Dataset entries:
● ● ● ● ● ● ●
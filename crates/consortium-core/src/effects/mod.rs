//! Effect traits for the external capabilities the consortium core consumes
//!
//! The core never performs I/O, cryptography or clock reads directly. Each
//! capability is an async trait; production handlers wrap the real ledger,
//! signing keys and system clock, while `consortium-testkit` provides
//! deterministic implementations.
//!
//! - [`TransportEffects`]: request/response calls to a ledger node
//! - [`GovernanceReadEffects`]: reads of governance tables
//! - [`CryptoEffects`]: signing, share decryption, secret combination
//! - [`PhysicalTimeEffects`]: wall-clock reads and sleeping

pub mod crypto;
pub mod governance;
pub mod supertraits;
pub mod time;
pub mod transport;

pub use crypto::{CryptoEffects, CryptoError, DecryptedShare, RecoveredSecret};
pub use governance::GovernanceReadEffects;
pub use supertraits::{ClientEffects, ConsortiumEffects, NodeEffects};
pub use time::{PhysicalTime, PhysicalTimeEffects, RealTimeHandler, TimeError};
pub use transport::{TransportEffects, TransportError, TransportResponse};
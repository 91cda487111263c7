//! # Consortium Core
//!
//! Foundation types shared by every consortium crate: identifiers, the
//! unified [`ConsortiumError`], the effect traits through which the core
//! reaches the ledger, keys and clock, bounded waits, configuration and
//! member selection.
//!
//! Nothing in this crate performs I/O on its own. Governance state machines
//! live in `consortium-governance`, recovery in `consortium-recovery` and
//! commit tracking in `consortium-commit`.

pub mod config;
pub mod digest;
pub mod effects;
pub mod errors;
pub mod identifiers;
pub mod selection;
pub mod wait;

pub use config::{
    Config, ConsortiumConfig, GovernanceConfig, RecoveryConfig, SelectionConfig, WaitConfig,
};
pub use digest::StateDigest;
pub use effects::{
    ClientEffects, ConsortiumEffects, CryptoEffects, CryptoError, DecryptedShare,
    GovernanceReadEffects, NodeEffects, PhysicalTime, PhysicalTimeEffects, RealTimeHandler,
    RecoveredSecret, TimeError, TransportEffects, TransportError, TransportResponse,
};
pub use errors::{ConsortiumError, ErrorKind, Result};
pub use identifiers::{KeyRef, MemberId, NodeId, ProposalId, TxId};
pub use selection::SelectionStrategy;
pub use wait::{poll_until, BackoffPolicy, Deadline, PollOutcome};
● ● ● ● ● ● ●
TASK TO COMPLETE: The whole set of records needs to be written out exactly.

PROBLEM SOLUTION:
filename crates/consortium-core/src/effects/mod.rs
//! Effect traits for the external capabilities the consortium core consumes
//!
//! The core never performs I/O, cryptography or clock reads directly. Each
//! capability is an async trait; production handlers wrap the real ledger,
//! signing keys and system clock, while `consortium-testkit` provides
//! deterministic implementations.
//!
//! - [`TransportEffects`]: request/response calls to a ledger node
//! - [`GovernanceReadEffects`]: reads of governance tables
//! - [`CryptoEffects`]: signing, share decryption, secret combination
//! - [`PhysicalTimeEffects`]: wall-clock reads and sleeping

pub mod crypto;
pub mod governance;
pub mod supertraits;
pub mod time;
pub mod transport;

pub use crypto::{CryptoEffects, CryptoError, DecryptedShare, RecoveredSecret};
pub use governance::GovernanceReadEffects;
pub use supertraits::{ClientEffects, ConsortiumEffects, NodeEffects};
pub use time::{PhysicalTime, PhysicalTimeEffects, RealTimeHandler, TimeError};
pub use transport::{TransportEffects, TransportError, TransportResponse};
repository 91cda487111263c7
//! # Consortium Core
//!
//! Foundation types shared by every consortium crate: identifiers, the
//! unified [`ConsortiumError`], the effect traits through which the core
//! reaches the ledger, keys and clock, bounded waits, configuration and
//! member selection.
//!
//! Nothing in this crate performs I/O on its own. Governance state machines
//! live in `consortium-governance`, recovery in `consortium-recovery` and
//! commit tracking in `consortium-commit`.

pub mod config;
pub mod digest;
pub mod effects;
pub mod errors;
pub mod identifiers;
pub mod selection;
pub mod wait;

pub use config::{
    Config, ConsortiumConfig, GovernanceConfig, RecoveryConfig, SelectionConfig, WaitConfig,
};
pub use digest::StateDigest;
pub use effects::{
    ClientEffects, ConsortiumEffects, CryptoEffects, CryptoError, DecryptedShare,
    GovernanceReadEffects, NodeEffects, PhysicalTime, PhysicalTimeEffects, RealTimeHandler,
    RecoveredSecret, TimeError, TransportEffects, TransportError, TransportResponse,
};
pub use errors::{ConsortiumError, ErrorKind, Result};
pub use identifiers::{KeyRef, MemberId, NodeId, ProposalId, TxId};
pub use selection::SelectionStrategy;
pub use wait::{poll_until, BackoffPolicy, Deadline, PollOutcome};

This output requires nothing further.